Picture this: It is the summer of 2011. The weather is beautiful, it’s a crisp summer day. You would love to be outside but, unfortunately, because you have a job, you are inside, possibly seated at a desk. You are listening to music on your iPod Classic, which is loaded up with thousands of MP3s, signaling that you like music. Spotify, a company with a weird name, just launched in the U.S.
All of a sudden, Gchat lights up. “Hey check this out,” your friend says, and they’ve included a link to a URL: turntable.fm. It is the first day of the rest of your life.
Turntable.fm, if you don’t recall, was this incredible website where multiple users could join a lobby, and each one took turns select a track, that everyone would hear at the same time. It was like sitting in a room telling your friend what to play next, but contained within your browser. Every user had an avatar, and they could leave text comments that appeared in little speech bubbles over their heads. The avatar whose song was currently playing appeared onstage behind a laptop. Users could vote on whether the song you picked sucked, which was a nerve-racking experience. It was like Club Penguin combined with Twitch, a digital clubhouse and communal listening experience.

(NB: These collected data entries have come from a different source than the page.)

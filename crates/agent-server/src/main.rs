//! MCP Support Agent HTTP Server
//!
//! Axum-based server exposing the conversation orchestrator over a
//! REST API. The MCP session is constructed and connected here, once,
//! and torn down on shutdown; nothing in the request path manages
//! connection lifecycle.

mod handlers;
mod state;

use std::sync::Arc;

use axum::{
    Router,
    routing::{get, post},
};
use tower_http::{
    cors::{Any, CorsLayer},
    trace::TraceLayer,
};
use tracing_subscriber::{layer::SubscriberExt, util::SubscriberInitExt};

use agent_core::{McpSession, Orchestrator};
use agent_runtime::{McpClient, OpenAiClient};

use crate::handlers::{chat_handler, health_check, list_capabilities};
use crate::state::AppState;

#[tokio::main]
async fn main() -> anyhow::Result<()> {
    // Initialize tracing
    tracing_subscriber::registry()
        .with(tracing_subscriber::EnvFilter::new(
            std::env::var("RUST_LOG").unwrap_or_else(|_| "info,tower_http=debug".into()),
        ))
        .with(tracing_subscriber::fmt::layer())
        .init();

    // Load environment
    dotenvy::dotenv().ok();

    // Connect the MCP session before serving anything
    let session: Arc<dyn McpSession> = Arc::new(McpClient::from_env()?);
    session.connect().await?;
    tracing::info!("✓ Connected to MCP server");

    // Completion backend
    let completion = Arc::new(OpenAiClient::from_env()?);

    let model = std::env::var("OPENAI_MODEL").unwrap_or_else(|_| "gpt-4o-mini".into());
    tracing::info!("Using model: {}", model);

    // Build application state
    let state = AppState {
        orchestrator: Arc::new(Orchestrator::new(completion, session.clone())),
        session: session.clone(),
        model,
    };

    // CORS configuration
    let cors = CorsLayer::new()
        .allow_origin(Any)
        .allow_methods(Any)
        .allow_headers(Any);

    // Build router
    let app = Router::new()
        .route("/health", get(health_check))
        .route("/api/chat", post(chat_handler))
        .route("/api/tools", get(list_capabilities))
        .layer(cors)
        .layer(TraceLayer::new_for_http())
        .with_state(state);

    // Start server
    let addr = std::env::var("BIND_ADDR").unwrap_or_else(|_| "0.0.0.0:3000".into());
    let listener = tokio::net::TcpListener::bind(&addr).await?;

    tracing::info!("🚀 support-agent server running on http://{}", addr);
    tracing::info!("Endpoints:");
    tracing::info!("  GET  /health     - Health check");
    tracing::info!("  POST /api/chat   - Send conversation");
    tracing::info!("  GET  /api/tools  - List MCP capabilities");

    axum::serve(listener, app)
        .with_graceful_shutdown(shutdown_signal())
        .await?;

    // Explicit teardown of the provider session
    if let Err(e) = session.disconnect().await {
        tracing::warn!("MCP disconnect failed: {}", e);
    }

    Ok(())
}

async fn shutdown_signal() {
    let _ = tokio::signal::ctrl_c().await;
    tracing::info!("Shutdown signal received");
}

The New York Times summed it up well in 2011:
It doesn’t matter if you start a room with some nearby cubicle mates or with friends scattered across the globe: what you begin to realize — almost instantly — is that taking turns playing music with friends is a kind of communication. One song leads to another. Music, enjoyable in and of itself, becomes a sort of shorthand when played among people who have shared memories attached to it. Someone plays a song that was popular when you were college, then another friend plays another song from that same period and — just like that — you’ve traveled back in time. It’s like you’re all sharing in the same inside joke.
Turntable shut down at the end of 2013 after traffic declined and without being able to establish a workable business model (licensing music is expensive!), but it looms large in my mind as one of the best online experiments I’ve had the privilege to witness. It’s cliché to say this, but Turntable.fm was truly ahead of its time. Streaming music is now dominant, and the popularity of livestream platforms like Twitch demonstrate that “hanging out and consuming media simultaneously with others online” is a thing that people enjoy.
And yet, there still isn’t a great alternative to Turntable.fm that lets people listen to music synchronously and take turns playing the DJ. The options that do exist are not really worth the effort to set up, requiring you to get all your friends to sign up for yet another service or install an extension or otherwise frankenstein two platforms together. The closest approximation is how Spotify integrates with the chat room app Discord to synchronize playback, but trying to get my friends to hang out on yet another messaging app is a no-go.
What I really need is for a streaming-music service that builds in Turntable-like functionality seamlessly, and it seems like that’s on the horizon, if some Spotify leaks are to be believed. Earlier this week, technologist Jane Wong found a “Social Listening” feature buried in Spotify’s mobile app.
From the looks of it, multiple users can scan bar codes or share hyperlinks that will sync them up, letting them build a music queue together. It’s not clear whether the playback itself will sync up between users, but given the aforementioned Discord integration, Spotify certainly has the capability.
If it does what I suspect it does, that rules, re-creating a social listening experience between multiple people across the internet, and without the need for everyone to set up a new app or daisy-chain different apps together. Since it’s already in the app, one could assume that the feature is pretty close to launch. According to Wong, Spotify employees are testing it now. I hope it gets here soon.